We Would Strike!:

Beyond Representation

in a Post-Industrial town.  

On 30 July 1984, 11 mercury miners went on strike in the mines of Almadén (Ciudad Real, southern Spain) to protest against their precarious economic and social conditions. 650 meters deep inside the oldest and most productive mercury mines in history, the miners endured the dark and contaminated galleries for 11 days and nights until their claims were addressed. As an emigrated filmmaker local to Almadén, I returned to the now post-mining Almadén in 2019 with the idea of making a documentary film project about the mining strike.[1] The premise of the film Encierro (working title) was to find young locals willing to live inside the now-closed mines for 11 whole days, in homage to the former miners and to recreate the experience of 1984, 35 years later. What if 11 people locked themselves inside the mine for 11 days and nights in the present, at a time when Almadén suffers high rates of migration, unemployment and pessimism due to its precarious post-industrial situation? Apart from engaging with our collective mining past, by reenacting the form and duration of an earlier workers strike Encierro proposes the underground as both a living and symbolic space. The aim is to foster a series of conversations, encounters, and social and political propositions to contribute to a process of reimagining Almadén, which rose from these mine shafts more than 2000 years ago, as something other than a mining town. The film’s methodology is to use the past as a ‘documentary score’ and perform it in contemporary socio-cultural conditions, with the intention of intervening in the present and collectively imagining new futures. 

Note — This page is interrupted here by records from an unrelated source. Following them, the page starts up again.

//! Error types for key-value storage operations.

use thiserror::Error;

/// Errors that can occur while reading or writing persisted state.
///
/// None of these are fatal: callers fall back to in-memory state and
/// surface a warning.
#[derive(Error, Debug)]
pub enum StorageError {
    /// The storage backend cannot be reached (no window, disabled storage)
    #[error("Storage unavailable: {0}")]
    Unavailable(String),

    /// Reading a key failed
    #[error("Failed to read '{key}': {message}")]
    Read {
        /// Key being read
        key: String,
        /// Backend-specific description
        message: String,
    },

    /// Writing a key failed (quota exceeded, read-only backend)
    #[error("Failed to write '{key}': {message}")]
    Write {
        /// Key being written
        key: String,
        /// Backend-specific description
        message: String,
    },

    /// JSON encoding or decoding error
    #[error("JSON error: {0}")]
    Json(#[from] serde_json::Error),

    /// I/O error from a file-backed store
    #[error("IO error: {0}")]
    Io(#[from] std::io::Error),
}

impl StorageError {
    /// Create a read error for `key`.
    pub fn read(key: impl Into<String>, message: impl Into<String>) -> Self {
        Self::Read {
            key: key.into(),
            message: message.into(),
        }
    }

    /// Create a write error for `key`.
    pub fn write(key: impl Into<String>, message: impl Into<String>) -> Self {
        Self::Write {
            key: key.into(),
            message: message.into(),
        }
    }
}
//! Fotosel - event photo selection
//!
//! Lets a client classify every photo of an event into delivery categories
//! (print, USB box, photo box, social media, discard), leave change requests,
//! and export the result as a JSON report or a text summary. Runs in the
//! browser with `localStorage` persistence, or natively against files.

mod app;
pub mod config;
pub mod constants;
pub mod format;
pub mod frontend;
mod handlers;
pub mod keybindings;
pub mod message;
pub mod model;
pub mod state;
pub mod storage;
pub mod view;

#[cfg(test)]
mod tests;

pub use app::{ExitOutcome, SelectorApp};
pub use config::AppConfig;
pub use frontend::{ConfirmKind, Frontend, NotificationLevel};
pub use handlers::FeedbackChange;
pub use message::Message;

// WASM entry point
#[cfg(target_arch = "wasm32")]
mod wasm;

#[cfg(target_arch = "wasm32")]
pub use wasm::*;
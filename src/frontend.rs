//! The presentation collaborator.
//!
//! The selector never draws anything itself. After each state change it calls
//! the render hooks of a [`Frontend`] with fresh view models, sends toast
//! notifications through [`Frontend::notify`], and asks [`Frontend::confirm`]
//! whenever a decision belongs to the user.

use serde::Serialize;

use crate::model::FeedbackLog;
use crate::state::ConfirmChoice;
use crate::view::{FilterButton, GalleryCard, ModalView, StatsView};

/// Toast severity.
#[derive(Debug, Clone, Copy, PartialEq, Eq, Serialize)]
#[serde(rename_all = "lowercase")]
pub enum NotificationLevel {
    Success,
    Warning,
    Error,
}

impl NotificationLevel {
    /// CSS-style class name.
    pub fn as_str(&self) -> &'static str {
        match self {
            NotificationLevel::Success => "success",
            NotificationLevel::Warning => "warning",
            NotificationLevel::Error => "error",
        }
    }
}

/// What a confirmation prompt is about.
#[derive(Debug, Clone, Copy, PartialEq, Eq, Serialize)]
pub enum ConfirmKind {
    /// Unsaved changes before moving to another photo
    SaveBeforeNavigate,
    /// Unsaved changes before closing the modal
    SaveBeforeClose,
    /// Wiping every selection
    ClearAll,
}

impl ConfirmKind {
    /// Prompt text shown to the user.
    pub fn message(&self) -> &'static str {
        match self {
            ConfirmKind::SaveBeforeNavigate => "¿Deseas guardar los cambios antes de continuar?",
            ConfirmKind::SaveBeforeClose => "¿Deseas guardar los cambios antes de salir?",
            ConfirmKind::ClearAll => {
                "¿Estás segura de que quieres borrar TODAS las selecciones? Esta acción no se puede deshacer."
            }
        }
    }
}

/// Presentation hooks.
///
/// Render hooks default to doing nothing so headless frontends only
/// implement what they need.
pub trait Frontend {
    /// Show a toast.
    fn notify(&mut self, level: NotificationLevel, message: &str);

    /// Ask the user a question with three possible outcomes.
    fn confirm(&mut self, kind: ConfirmKind) -> ConfirmChoice;

    fn render_gallery(&mut self, _cards: &[GalleryCard]) {}

    fn render_stats(&mut self, _stats: &StatsView) {}

    fn render_filters(&mut self, _buttons: &[FilterButton]) {}

    /// `None` when the modal is closed.
    fn render_modal(&mut self, _modal: Option<&ModalView>) {}

    fn render_feedback(&mut self, _feedback: &FeedbackLog) {}

    /// Offer `contents` as a file download.
    fn download(&mut self, _filename: &str, _contents: &str) -> Result<(), String> {
        Err("download not supported".to_string())
    }

    /// Put `text` on the clipboard.
    fn copy_text(&mut self, _text: &str) -> Result<(), String> {
        Err("clipboard not supported".to_string())
    }
}
//! Global constants for the photo selector.

/// Catalog layout for the event photo set.
pub mod catalog {
    /// Original session photos: `photos/photo_001.webp` .. `photos/photo_230.webp`
    pub const SESSION_COUNT: usize = 230;
    /// First number of the session range
    pub const SESSION_START: u32 = 1;
    /// Zero-padding width of session photo numbers
    pub const SESSION_PAD: usize = 3;

    /// Event photos: `photos/evento-141.webp` .. `photos/evento-364.webp`
    pub const EVENT_COUNT: usize = 224;
    /// First number of the event range
    pub const EVENT_START: u32 = 141;
}

/// Local key-value store keys.
pub mod storage {
    /// Key holding the per-photo category assignments
    pub const SELECTIONS_KEY: &str = "valentina_xv_photo_selections";
    /// Key holding the feedback log
    pub const FEEDBACK_KEY: &str = "valentina_xv_feedback";
    /// Key holding the exported app configuration (wasm only)
    pub const CONFIG_KEY: &str = "fotosel-config";
}

/// Soft limits on category membership.
pub mod limits {
    /// Recommended number of photos for print
    pub const IMPRESION: usize = 100;
    /// Recommended number of photos for the USB box cover
    pub const CAJA_USB: usize = 1;
    /// Recommended number of photos for the photo box cover
    pub const CAJA_FOTOS: usize = 1;
}

/// Event details printed in exported reports.
pub mod event {
    pub const SUBJECT_NAME: &str = "Valentina Rivera Olmedo";
    pub const EVENT_DATE: &str = "18 de octubre de 2025";
    pub const CONTACT: &str = "4779203776";
    pub const SUMMARY_TITLE: &str = "SELECCIÓN DE FOTOS - XV AÑOS VALENTINA RIVERA OLMEDO";
}

/// Placeholder written into reports for empty feedback lists.
pub const NO_FEEDBACK_PLACEHOLDER: &str = "Sin cambios sugeridos";
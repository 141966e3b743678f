//! Selection categories and per-photo category assignments.

use serde::{Deserialize, Serialize};

use crate::constants::limits;

/// One of the five outcomes a photo can be assigned to.
#[derive(Debug, Clone, Copy, PartialEq, Eq, Hash, PartialOrd, Ord, Serialize, Deserialize)]
#[serde(rename_all = "snake_case")]
pub enum Category {
    /// Printed photo
    Impresion,
    /// Cover of the USB box
    CajaUsb,
    /// Cover of the photo box
    CajaFotos,
    /// Shared on social media
    RedesSociales,
    /// Discarded; exclusive with every other category
    Descartada,
}

impl Category {
    /// All categories in display order.
    pub const ALL: [Category; 5] = [
        Category::Impresion,
        Category::CajaUsb,
        Category::CajaFotos,
        Category::RedesSociales,
        Category::Descartada,
    ];

    /// Key used in persisted and exported JSON.
    pub fn key(&self) -> &'static str {
        match self {
            Category::Impresion => "impresion",
            Category::CajaUsb => "caja_usb",
            Category::CajaFotos => "caja_fotos",
            Category::RedesSociales => "redes_sociales",
            Category::Descartada => "descartada",
        }
    }

    /// Parse a persisted/exported key.
    pub fn from_key(key: &str) -> Option<Self> {
        Self::ALL.into_iter().find(|c| c.key() == key)
    }

    /// Slug used by the filter buttons.
    pub fn slug(&self) -> &'static str {
        match self {
            Category::Impresion => "impresion",
            Category::CajaUsb => "caja-usb",
            Category::CajaFotos => "caja-fotos",
            Category::RedesSociales => "redes-sociales",
            Category::Descartada => "descartada",
        }
    }

    /// Short label for filter buttons.
    pub fn label(&self) -> &'static str {
        match self {
            Category::Impresion => "Impresión",
            Category::CajaUsb => "Caja USB",
            Category::CajaFotos => "Caja Fotos",
            Category::RedesSociales => "Redes Sociales",
            Category::Descartada => "Descartadas",
        }
    }

    /// Badge text shown on gallery cards.
    pub fn badge(&self) -> &'static str {
        match self {
            Category::Impresion => "📸 Impresión",
            Category::CajaUsb => "💾 Caja USB",
            Category::CajaFotos => "📦 Caja Fotos",
            Category::RedesSociales => "📱 Redes Sociales",
            Category::Descartada => "❌ Descartada",
        }
    }

    /// Heading used in the text summary.
    pub fn summary_heading(&self) -> &'static str {
        match self {
            Category::Impresion => "📸 IMPRESIÓN",
            Category::CajaUsb => "💾 CAJA USB",
            Category::CajaFotos => "📦 CAJA DE FOTOS",
            Category::RedesSociales => "📱 REDES SOCIALES",
            Category::Descartada => "❌ DESCARTADAS",
        }
    }

    /// Recommended maximum number of photos, if the category is capped.
    ///
    /// Limits are advisory: exceeding one produces a warning, never a rejection.
    pub fn limit(&self) -> Option<usize> {
        match self {
            Category::Impresion => Some(limits::IMPRESION),
            Category::CajaUsb => Some(limits::CAJA_USB),
            Category::CajaFotos => Some(limits::CAJA_FOTOS),
            Category::RedesSociales | Category::Descartada => None,
        }
    }

    /// Warning shown when selecting this category would bring it to
    /// `future_count` photos. `None` while the count stays within the limit.
    pub fn limit_warning(&self, future_count: usize) -> Option<String> {
        let limit = self.limit()?;
        if future_count <= limit {
            return None;
        }
        let message = match self {
            Category::Impresion => format!(
                "⚠️ Nota: Has seleccionado {future_count} fotos para impresión (se recomiendan {limit})"
            ),
            Category::CajaUsb => format!(
                "⚠️ Nota: Has seleccionado {future_count} fotos para Caja USB (se recomienda {limit})"
            ),
            Category::CajaFotos => format!(
                "⚠️ Nota: Has seleccionado {future_count} fotos para Caja de Fotos (se recomienda {limit})"
            ),
            Category::RedesSociales | Category::Descartada => return None,
        };
        Some(message)
    }

    /// Category bound to the given 1-based position (digit hotkeys).
    pub fn from_position(position: usize) -> Option<Self> {
        position
            .checked_sub(1)
            .and_then(|i| Self::ALL.get(i))
            .copied()
    }
}

impl std::fmt::Display for Category {
    fn fmt(&self, f: &mut std::fmt::Formatter<'_>) -> std::fmt::Result {
        f.write_str(self.key())
    }
}

/// Category flags for a single photo.
///
/// `descartada` is mutually exclusive with every other flag; the remaining
/// four may be combined freely. An assignment with no flag set means the photo
/// is unclassified and is never stored.
#[derive(Debug, Clone, Copy, Default, PartialEq, Eq, Serialize, Deserialize)]
pub struct CategoryAssignment {
    #[serde(default)]
    pub impresion: bool,
    #[serde(default)]
    pub caja_usb: bool,
    #[serde(default)]
    pub caja_fotos: bool,
    #[serde(default)]
    pub redes_sociales: bool,
    #[serde(default)]
    pub descartada: bool,
}

impl CategoryAssignment {
    /// Create an empty (unclassified) assignment.
    pub fn new() -> Self {
        Self::default()
    }

    /// Create an assignment with the given categories set.
    ///
    /// Categories are applied in order through [`Self::set`], so the
    /// exclusivity rule holds for the result.
    pub fn with(categories: &[Category]) -> Self {
        let mut assignment = Self::new();
        for &category in categories {
            assignment.set(category, true);
        }
        assignment
    }

    /// Whether the given flag is set.
    pub fn get(&self, category: Category) -> bool {
        match category {
            Category::Impresion => self.impresion,
            Category::CajaUsb => self.caja_usb,
            Category::CajaFotos => self.caja_fotos,
            Category::RedesSociales => self.redes_sociales,
            Category::Descartada => self.descartada,
        }
    }

    fn flag_mut(&mut self, category: Category) -> &mut bool {
        match category {
            Category::Impresion => &mut self.impresion,
            Category::CajaUsb => &mut self.caja_usb,
            Category::CajaFotos => &mut self.caja_fotos,
            Category::RedesSociales => &mut self.redes_sociales,
            Category::Descartada => &mut self.descartada,
        }
    }

    /// Set a flag, enforcing exclusivity with `descartada`.
    pub fn set(&mut self, category: Category, value: bool) {
        if value {
            if category == Category::Descartada {
                *self = Self::new();
            } else {
                self.descartada = false;
            }
        }
        *self.flag_mut(category) = value;
    }

    /// Flip a flag and return its new value.
    pub fn toggle(&mut self, category: Category) -> bool {
        let value = !self.get(category);
        self.set(category, value);
        value
    }

    /// True when no flag is set.
    pub fn is_empty(&self) -> bool {
        Category::ALL.iter().all(|&c| !self.get(c))
    }

    /// Categories whose flag is set, in display order.
    pub fn categories(&self) -> impl Iterator<Item = Category> + '_ {
        Category::ALL.into_iter().filter(|&c| self.get(c))
    }

    /// Number of flags set.
    pub fn count(&self) -> usize {
        self.categories().count()
    }

    /// Repair a record that violates the exclusivity rule.
    ///
    /// Only reachable through hand-edited persisted data; `descartada` wins.
    pub fn normalized(mut self) -> Self {
        if self.descartada && self.count() > 1 {
            self = Self::with(&[Category::Descartada]);
        }
        self
    }
}
//! Main application controller.

use chrono::{DateTime, Local, Utc};

use crate::config::AppConfig;
use crate::format::{Report, build_report, build_text_summary, report_filename};
use crate::frontend::{ConfirmKind, Frontend, NotificationLevel};
use crate::handlers::{handle_feedback, handle_key};
use crate::message::{FeedbackMessage, LibraryMessage, Message, ModalMessage};
use crate::model::{Catalog, Category, CategoryAssignment, FeedbackLog, display_number};
use crate::state::{
    ConfirmChoice, Direction, ExitDecision, ExitIntent, ExitStep, Filter, ModalSession,
    PendingExit, SelectionStore, Stats, compute_stats, find_nearest_visible,
};
use crate::storage::{self, KeyValueStore};
use crate::view::{FilterButton, GalleryCard, ModalView, StatsView, filter_buttons, gallery_cards};

const SAVE_FAILED: &str = "Error al guardar. Verifica el espacio del navegador.";

/// How an attempt to leave the current photo ended.
#[derive(Debug, Clone, Copy, PartialEq, Eq)]
pub enum ExitOutcome {
    /// Modal now shows this photo
    Navigated(usize),
    /// No visible photo in that direction; nothing changed
    NoTarget,
    /// Modal closed
    Closed,
    /// User chose to stay; nothing changed
    Cancelled,
    /// Modal was not open (or a pending exit went stale)
    Inactive,
}

/// The photo selector: owns all session state and reacts to UI messages.
pub struct SelectorApp<S: KeyValueStore> {
    config: AppConfig,
    catalog: Catalog,
    selections: SelectionStore,
    feedback: FeedbackLog,
    filter: Filter,
    modal: ModalSession,
    store: S,
}
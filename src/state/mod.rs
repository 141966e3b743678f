//! Application state management modules.

mod filter;
mod modal;
mod selection;
mod stats;

pub use filter::{Direction, Filter, find_nearest_visible, is_visible, visible_indices};
pub use modal::{
    ConfirmChoice, ExitDecision, ExitIntent, ExitStep, ModalSession, ModalState, PendingExit,
};
pub use selection::SelectionStore;
pub use stats::{Stats, compute_stats};
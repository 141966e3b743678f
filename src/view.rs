//! View models handed to the render hooks.
//!
//! These are plain data; building DOM (or any other presentation) from them
//! is the frontend's job.

use serde::Serialize;

use crate::model::{Catalog, Category, CategoryAssignment, display_number};
use crate::state::{Filter, SelectionStore, Stats, is_visible};

/// How a gallery card is highlighted.
#[derive(Debug, Clone, Copy, PartialEq, Eq, Serialize)]
pub enum CardMarker {
    /// Unclassified
    None,
    /// Exactly one non-discard category
    Single(Category),
    /// Two or more non-discard categories
    Multiple,
    /// Discarded
    Discarded,
}

impl CardMarker {
    pub fn for_assignment(assignment: &CategoryAssignment) -> Self {
        if assignment.descartada {
            return CardMarker::Discarded;
        }
        let mut categories = assignment.categories();
        match (categories.next(), categories.next()) {
            (None, _) => CardMarker::None,
            (Some(category), None) => CardMarker::Single(category),
            (Some(_), Some(_)) => CardMarker::Multiple,
        }
    }
}

/// One photo in the gallery grid.
#[derive(Debug, Clone, PartialEq, Eq, Serialize)]
pub struct GalleryCard {
    pub index: usize,
    /// 1-based number shown as "Foto N"
    pub number: usize,
    pub path: String,
    /// Shown under the active filter
    pub visible: bool,
    pub marker: CardMarker,
    /// Badge labels in category order
    pub badges: Vec<&'static str>,
}

/// Build every gallery card in catalog order.
pub fn gallery_cards(catalog: &Catalog, selections: &SelectionStore, filter: Filter) -> Vec<GalleryCard> {
    catalog
        .iter()
        .map(|(index, path)| {
            let assignment = selections.assignment(index);
            GalleryCard {
                index,
                number: display_number(index),
                path: path.to_string(),
                visible: is_visible(index, filter, selections),
                marker: CardMarker::for_assignment(&assignment),
                badges: assignment.categories().map(|c| c.badge()).collect(),
            }
        })
        .collect()
}

/// A filter button with its live label.
#[derive(Debug, Clone, PartialEq, Eq, Serialize)]
pub struct FilterButton {
    pub slug: &'static str,
    pub label: String,
    pub active: bool,
}

/// Build all filter buttons.
pub fn filter_buttons(stats: &Stats, catalog_size: usize, active: Filter) -> Vec<FilterButton> {
    Filter::all()
        .into_iter()
        .map(|filter| FilterButton {
            slug: filter.slug(),
            label: filter.label(stats, catalog_size),
            active: filter == active,
        })
        .collect()
}

/// A stat counter, flagged when over its recommended limit.
#[derive(Debug, Clone, PartialEq, Eq, Serialize)]
pub struct StatCard {
    pub category: Category,
    pub count: usize,
    pub exceeded: bool,
}

/// Counters for every category plus the unclassified total.
#[derive(Debug, Clone, PartialEq, Eq, Serialize)]
pub struct StatsView {
    pub cards: Vec<StatCard>,
    pub unclassified: usize,
}

impl StatsView {
    pub fn new(stats: &Stats) -> Self {
        Self {
            cards: Category::ALL
                .into_iter()
                .map(|category| StatCard {
                    category,
                    count: stats.count(category),
                    exceeded: stats.exceeds_limit(category),
                })
                .collect(),
            unclassified: stats.unclassified,
        }
    }
}

/// Contents of the open modal.
#[derive(Debug, Clone, PartialEq, Eq, Serialize)]
pub struct ModalView {
    pub index: usize,
    pub number: usize,
    pub path: String,
    /// Staged flags (selected option buttons)
    pub staged: CategoryAssignment,
    /// Whether the "previous" control is enabled
    pub has_prev: bool,
    /// Whether the "next" control is enabled
    pub has_next: bool,
}

#[cfg(test)]
mod tests {
    use super::*;
    use crate::state::compute_stats;

    #[test]
    fn test_card_markers() {
        assert_eq!(CardMarker::for_assignment(&CategoryAssignment::new()), CardMarker::None);
        assert_eq!(
            CardMarker::for_assignment(&CategoryAssignment::with(&[Category::CajaUsb])),
            CardMarker::Single(Category::CajaUsb)
        );
        assert_eq!(
            CardMarker::for_assignment(&CategoryAssignment::with(&[
                Category::CajaUsb,
                Category::Impresion
            ])),
            CardMarker::Multiple
        );
        assert_eq!(
            CardMarker::for_assignment(&CategoryAssignment::with(&[Category::Descartada])),
            CardMarker::Discarded
        );
    }

    #[test]
    fn test_gallery_cards() {
        let catalog = Catalog::numbered(3);
        let mut selections = SelectionStore::new();
        selections.commit(1, CategoryAssignment::with(&[Category::Impresion, Category::RedesSociales]));

        let cards = gallery_cards(&catalog, &selections, Filter::Unclassified);
        assert_eq!(cards.len(), 3);
        assert!(cards[0].visible);
        assert!(!cards[1].visible);
        assert_eq!(cards[1].number, 2);
        assert_eq!(cards[1].badges, ["📸 Impresión", "📱 Redes Sociales"]);
        assert_eq!(cards[1].marker, CardMarker::Multiple);
        assert!(cards[2].badges.is_empty());
    }

    #[test]
    fn test_filter_buttons_mark_active() {
        let stats = compute_stats(&SelectionStore::new(), 4);
        let buttons = filter_buttons(&stats, 4, Filter::Unclassified);
        assert_eq!(buttons.len(), 7);
        assert_eq!(buttons.iter().filter(|b| b.active).count(), 1);
        assert_eq!(buttons[6].slug, "sin-clasificar");
        assert!(buttons[6].active);
        assert_eq!(buttons[0].label, "Todas (4)");
    }

    #[test]
    fn test_stats_view_exceeded() {
        let stats = Stats {
            caja_fotos: 2,
            ..Default::default()
        };
        let view = StatsView::new(&stats);
        let exceeded: Vec<_> = view
            .cards
            .iter()
            .filter(|c| c.exceeded)
            .map(|c| c.category)
            .collect();
        assert_eq!(exceeded, [Category::CajaFotos]);
    }
}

Throughout this exposition, I will explore the potential of documentary film fieldwork to take on a different relationship with everyday life than the same or similar events would have as “untransformed reality”[2] – a strike versus the reenactment of a strike – and its potential for activism and social transformation. I will also explore the use of the conditional tense in documentary; a speculative and hypothetical approach to reality that explores the ‘potentially’ real, the ‘possible’, and the ‘what if’ in the process of documenting the world – in short, the potential for acting upon the world when creating, and not only documenting, reality. Encierro, despite belonging to a representational tradition such as documentary filmmaking, strives to move beyond the representational paradigm and become a creative and social intervention in the area. As such, it will explore the social and artistic possibilities, and the tensions that might arise when catalyzing, and not only documenting, reality. Furthermore, my artistic research also poses the question of what if a reenactment of a strike is also a strike, even though in post-industrial Almadén there is no more mining, no production to be shut down, and this would-be strike is not originating from labour action, but from a creative act. 

 

 

 

 

 

Introduction.

This exposition is composed of some sections of the documentary feature film Encierro, which is in early stages of post-production, and some research and theoretical insights that informed its development, and which continue to guide its making.[3] The artistic part, which will result in the documentary film, and the research, whose core is this exposition, inform each other, and are in a constant process of dialogue and contestation. To use a term that resonates with mining, both the documentary film and this exposition engage with the concept of ‘emergence’. On the one hand, my documentary film approach aims to catalyze a reality into being, partly challenging documentation as the paradigm of documentary filmmaking. This approach strives to expose feelings, thoughts and actions that are not readily ‘on the surface’, but that certain documentary practices can bring into visibility. The notion of emergent worlds, meaning worlds that are not yet visible but that can be conjured into being, albeit temporarily, is an essential part of how this project engages and understands artistic practice.[4] The film ultimately originates from a research question that is not a how or a why, but a what if. The documentary film will embody this process of transformation from the conditional and desired into the actual and visible, as well as questioning ideas of permanence and temporariness. On the other hand, this exposition considers the filmed material as audiovisual fieldnotes from which new thoughts, questions and creative actions might emerge. The exposition does not aim to be a documentation of the filmmaking process, but to open up the questions, thoughts and feelings that emerged from the filmmaking itself, and which keep informing it. The documentary film and the exposition keep influencing and transforming each other, ‘amalgamating’ (to use another mining term), but in my case, they do not conflate completely and instead maintain a certain degree of independence, a life in their own. Whereas my films aim to enter into a clear dialogue with the people that participate in them, usually mobilizing conventions of narrative and performative documentary, my theoretical research, and this exposition, aim to move my conversation into a more specialized language, aiming to place an inherently localized project into a wider theoretical and artistic context.[5]